Everyone needs to borrow money at one time or another. And there’s no lack of options available. Here’s a tip: make sure you choose your lender carefully. Accepting some money from Aunt Bettie is probably not a good idea.
Do your homework
First, ask yourself some questions. Why do you want to borrow money? What is your income? How much debt do you have? How much do you have in savings and investments? If your personal finances are in bad shape, don’t hesitate to talk to a representative at your banking institution to see more clearly why things are out of whack.
He who borrows must repay
Borrowing money isn’t the same as getting free money. Make no mistake; you will have to repay what you borrow, plus interest. Whatever the reason for the loan, establish a budget to determine how much you will be able to repay and with what frequency.
The best debt solutions
There are several ways to borrow money, depending on the amount you need:
- A credit card from a financial institution. With your credit card, it’s possible to borrow a small amount (at a very high interest rate). Do this only if you can repay it fully upon receipt of your monthly statement.
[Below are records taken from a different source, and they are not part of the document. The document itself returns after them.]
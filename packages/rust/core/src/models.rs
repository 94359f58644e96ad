//! Embedding and generation model seams.
//!
//! The ingest and RAG flows are generic over [`Embedder`] and [`Generator`]
//! so they can run against Ollama in production and deterministic doubles
//! in tests.

use std::future::Future;

use tracing::instrument;

use tweetrag_ollama::{OllamaClient, OllamaOptions};
use tweetrag_shared::{ModelConfig, Result};

/// Turns text into a fixed-length vector.
pub trait Embedder: Send + Sync {
    /// Model name recorded on the collection.
    fn model_name(&self) -> &str;

    /// Embed one text.
    fn embed(&self, text: &str) -> impl Future<Output = Result<Vec<f32>>> + Send;
}

/// Produces an answer from a fully rendered prompt.
pub trait Generator: Send + Sync {
    /// Model name, for display.
    fn model_name(&self) -> &str;

    /// Generate a completion for `prompt`.
    fn generate(&self, prompt: &str) -> impl Future<Output = Result<String>> + Send;
}

// ---------------------------------------------------------------------------
// Ollama-backed models
// ---------------------------------------------------------------------------

/// [`Embedder`] backed by an Ollama embedding model.
#[derive(Debug, Clone)]
pub struct OllamaEmbedder {
    client: OllamaClient,
    model: String,
}

impl OllamaEmbedder {
    pub fn new(client: OllamaClient, model: impl Into<String>) -> Self {
        Self {
            client,
            model: model.into(),
        }
    }
}

impl Embedder for OllamaEmbedder {
    fn model_name(&self) -> &str {
        &self.model
    }

    #[instrument(skip_all, fields(model = %self.model))]
    async fn embed(&self, text: &str) -> Result<Vec<f32>> {
        self.client.embed(&self.model, text).await
    }
}

/// [`Generator`] backed by an Ollama generation model.
#[derive(Debug, Clone)]
pub struct OllamaGenerator {
    client: OllamaClient,
    model: String,
}

impl OllamaGenerator {
    pub fn new(client: OllamaClient, model: impl Into<String>) -> Self {
        Self {
            client,
            model: model.into(),
        }
    }
}

impl Generator for OllamaGenerator {
    fn model_name(&self) -> &str {
        &self.model
    }

    #[instrument(skip_all, fields(model = %self.model))]
    async fn generate(&self, prompt: &str) -> Result<String> {
        let generation = self.client.generate(&self.model, prompt).await?;
        Ok(generation.text.trim().to_string())
    }
}

/// The client plus both models described by `config`, sharing one connection pool.
pub fn ollama_models(
    config: &ModelConfig,
) -> Result<(OllamaClient, OllamaEmbedder, OllamaGenerator)> {
    let client = OllamaClient::new(&OllamaOptions::from(config))?;
    let embedder = OllamaEmbedder::new(client.clone(), &config.embedding_model);
    let generator = OllamaGenerator::new(client.clone(), &config.generation_model);
    Ok((client, embedder, generator))
}

// ---------------------------------------------------------------------------
// Test doubles
// ---------------------------------------------------------------------------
- A personal bank loan. This is the way to go if you want to buy a car, return to school, buy furniture, pay your taxes, or finance a home renovation project.
- A line of credit from a financial institution. This is the solution if you know something about managing your finances. With a line of credit, you have access to an amount of money that you can use as you see fit.
The worst debt solutions
In some cases, borrowing money may cost you dearly:
- Pawn shops. Not only do you have to leave something of value as collateral, but if you cannot repay your loan on time, you end up with exorbitant interest fees in addition to losing your property.
- Classifieds. Beware of those ads from private lenders that say you can get money quickly and without a credit check. Most of the time, private lenders go heavy-handed with interest rates and fees, and they may also go that way when it comes to collecting.
- Aunt Bettie. Borrowing money from a family member or a friend seems advantageous. Relaxed repayment terms and very low or even zero interest—sounds good, right? But what will happen if you have trouble repaying what you borrowed? Relationships can sour quickly when money is involved. Also, keep in mind that if your lender were to die suddenly, you would have to negotiate repayment with the estate.
Getting a loan from a recognized financial institution and paying it back on time is a great way to establish or improve your existing credit rating. And with a solid credit profile, you can start to dream about financing some of your future projects.